▸ **TASK DIRECTIONS**: Go through the entries below line by line and count those containing "state"; the answer is that count alone.

▸ **MATERIAL PROVIDED**:
[Start of Attachment]

//! Rendering of analysis results into report files.

mod markdown;

pub use markdown::{MarkdownReport, ReportOptions, REPORT_FILE_NAME};
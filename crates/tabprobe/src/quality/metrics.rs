//! Scoring from precomputed dataset metrics.
//!
//! This is the coarse, shape-only score: row count, missing-cell share and
//! duplicate-row share. It needs no table, so callers that already know the
//! numbers can score without uploading data.

use serde::{Deserialize, Serialize};

use crate::inference::ratio;
use crate::schema::Table;

/// Rows below which a dataset is considered too small.
pub const MIN_ROWS: usize = 100;
/// Missing-cell share above which a penalty applies.
pub const MAX_MISSING_RATIO: f64 = 0.3;
/// Duplicate-row share above which a penalty applies.
pub const MAX_DUPLICATE_RATIO: f64 = 0.1;
/// Score at or above which a dataset is fit for modeling.
pub const OK_FOR_MODEL_SCORE: u8 = 70;

const FEW_ROWS_PENALTY: u32 = 20;
const MAX_MISSING_PENALTY: u32 = 40;
const MAX_DUPLICATE_PENALTY: u32 = 30;

/// Dataset-shape metrics fed into [`score_metrics`].
#[derive(Debug, Clone, PartialEq, Serialize, Deserialize)]
pub struct DatasetMetrics {
    pub n_rows: usize,
    pub n_cols: usize,
    pub missing_ratio: f64,
    #[serde(default)]
    pub duplicate_ratio: f64,
}

impl DatasetMetrics {
    /// Derive the metrics from a loaded table.
    pub fn from_table(table: &Table) -> Self {
        let cells = table.row_count() * table.column_count();
        Self {
            n_rows: table.row_count(),
            n_cols: table.column_count(),
            missing_ratio: ratio(table.missing_count(), cells),
            duplicate_ratio: ratio(table.duplicate_row_count(), table.row_count()),
        }
    }
}

/// Boolean flags raised by the metrics score.
#[derive(Debug, Clone, PartialEq, Eq, Serialize, Deserialize)]
pub struct MetricsFlags {
    pub too_few_rows: bool,
    pub too_many_missing: bool,
    pub too_many_duplicates: bool,
}

/// Result of [`score_metrics`].
#[derive(Debug, Clone, PartialEq, Serialize, Deserialize)]
pub struct MetricsScore {
    pub quality_score: u8,
    pub ok_for_model: bool,
    pub flags: MetricsFlags,
    pub metadata: DatasetMetrics,
}

/// Points deducted for a missing-cell share, if it crosses the limit.
pub fn missing_penalty(missing_ratio: f64) -> Option<u32> {
    (missing_ratio > MAX_MISSING_RATIO).then(|| scaled_penalty(missing_ratio, MAX_MISSING_PENALTY))
}

/// Points deducted for a duplicate-row share, if it crosses the limit.
pub fn duplicate_penalty(duplicate_ratio: f64) -> Option<u32> {
    (duplicate_ratio > MAX_DUPLICATE_RATIO)
        .then(|| scaled_penalty(duplicate_ratio, MAX_DUPLICATE_PENALTY))
}

fn scaled_penalty(share: f64, cap: u32) -> u32 {
    ((share * 100.0).floor() as u32).min(cap)
}

/// Score a dataset from its shape metrics alone.
pub fn score_metrics(metrics: DatasetMetrics) -> MetricsScore {
    let too_few_rows = metrics.n_rows < MIN_ROWS;
    let missing = missing_penalty(metrics.missing_ratio);
    let duplicates = duplicate_penalty(metrics.duplicate_ratio);

    let deducted = if too_few_rows { FEW_ROWS_PENALTY } else { 0 }
        + missing.unwrap_or(0)
        + duplicates.unwrap_or(0);
    let quality_score = 100u32.saturating_sub(deducted) as u8;

    MetricsScore {
        quality_score,
        ok_for_model: quality_score >= OK_FOR_MODEL_SCORE,
        flags: MetricsFlags {
            too_few_rows,
            too_many_missing: missing.is_some(),
            too_many_duplicates: duplicates.is_some(),
        },
        metadata: metrics,
    }
}

#[cfg(test)]
mod tests {
    use super::*;
    use crate::schema::Column;

    fn metrics(n_rows: usize, missing_ratio: f64, duplicate_ratio: f64) -> DatasetMetrics {
        DatasetMetrics {
            n_rows,
            n_cols: 5,
            missing_ratio,
            duplicate_ratio,
        }
    }

    #[test]
    fn test_clean_dataset_scores_100() {
        let score = score_metrics(metrics(1000, 0.0, 0.0));

        assert_eq!(score.quality_score, 100);
        assert!(score.ok_for_model);
        assert!(!score.flags.too_few_rows);
    }

    #[test]
    fn test_few_rows_penalty() {
        let score = score_metrics(metrics(10, 0.0, 0.0));

        assert_eq!(score.quality_score, 80);
        assert!(score.flags.too_few_rows);
        assert!(score.ok_for_model);
    }

    #[test]
    fn test_missing_penalty_is_capped() {
        assert_eq!(missing_penalty(0.3), None);
        assert_eq!(missing_penalty(0.35), Some(35));
        assert_eq!(missing_penalty(0.9), Some(40));
    }

    #[test]
    fn test_duplicate_penalty_is_capped() {
        assert_eq!(duplicate_penalty(0.1), None);
        assert_eq!(duplicate_penalty(0.2), Some(20));
        assert_eq!(duplicate_penalty(0.75), Some(30));
    }

    #[test]
    fn test_worst_case_not_ok_for_model() {
        let score = score_metrics(metrics(5, 1.0, 1.0));

        assert_eq!(score.quality_score, 10);
        assert!(!score.ok_for_model);
        assert!(score.flags.too_many_missing);
        assert!(score.flags.too_many_duplicates);
    }

    #[test]
    fn test_from_table() {
        let table = Table::new(vec![
            Column::numeric("a", vec![Some(1.0), Some(1.0), None, Some(2.0)]),
            Column::categorical("b", vec![Some("x"), Some("x"), None, None]),
        ])
        .unwrap();

        let metrics = DatasetMetrics::from_table(&table);

        assert_eq!(metrics.n_rows, 4);
        assert_eq!(metrics.n_cols, 2);
        assert_eq!(metrics.missing_ratio, 3.0 / 8.0);
        assert_eq!(metrics.duplicate_ratio, 0.25);
    }

    #[test]
    fn test_from_empty_table() {
        let metrics = DatasetMetrics::from_table(&Table::empty());

        assert_eq!(metrics.missing_ratio, 0.0);
        assert_eq!(metrics.duplicate_ratio, 0.0);
    }
}
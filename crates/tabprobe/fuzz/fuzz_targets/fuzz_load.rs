//! Fuzz target for loading and analyzing arbitrary files.
//!
//! The loader may reject input, but anything it accepts must analyze
//! without panicking and score within bounds.

#![no_main]

use libfuzzer_sys::fuzz_target;
use std::io::Write;
use tabprobe::{Analyzer, Parser, Table};

fuzz_target!(|data: &[u8]| {
    // Only process reasonable-sized inputs to avoid OOM
    if data.len() > 100_000 {
        return;
    }

    let Ok(mut temp_file) = tempfile::NamedTempFile::new() else {
        return;
    };
    if temp_file.write_all(data).is_err() {
        return;
    }

    if let Ok((data_table, _)) = Parser::new().parse_file(temp_file.path()) {
        let table = Table::from_data_table(&data_table);
        let (stats, _, quality) = Analyzer::new().analyze_table(&table);

        assert_eq!(stats.row_count, table.row_count());
        assert!(quality.quality_score <= 100);
    }
});
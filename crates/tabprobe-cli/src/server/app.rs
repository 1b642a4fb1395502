//! Axum application setup.

use axum::{
    extract::DefaultBodyLimit,
    routing::{get, post},
    Router,
};
use tower_http::cors::{Any, CorsLayer};
use tower_http::trace::TraceLayer;
use tracing::info;

use super::handlers;
use super::state::AppState;

/// Create the Axum router with all routes.
///
/// The upload routes replace axum's 2 MiB default body limit with
/// `state.upload_limit`; larger bodies get 413.
pub fn create_router(state: AppState) -> Router {
    let body_limit = DefaultBodyLimit::max(state.upload_limit);
    let cors = CorsLayer::new()
        .allow_origin(Any)
        .allow_methods(Any)
        .allow_headers(Any);

    Router::new()
        .route("/", get(handlers::root))
        .route("/health", get(handlers::health))
        .route("/quality", post(handlers::quality))
        .route(
            "/quality-from-csv",
            post(handlers::quality_from_csv).layer(body_limit.clone()),
        )
        .route(
            "/quality-flags-from-csv",
            post(handlers::quality_flags_from_csv).layer(body_limit),
        )
        .layer(TraceLayer::new_for_http())
        .layer(cors)
        .with_state(state)
}

/// Start the web server.
pub async fn run_server(
    state: AppState,
    host: &str,
    port: u16,
) -> Result<(), Box<dyn std::error::Error>> {
    let app = create_router(state);

    let listener = tokio::net::TcpListener::bind((host, port)).await?;
    info!(addr = %listener.local_addr()?, "server listening");
    axum::serve(listener, app).await?;

    Ok(())
}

[End of Attachment]

▸ **ANSWER TO THIS PROBLEM**: 7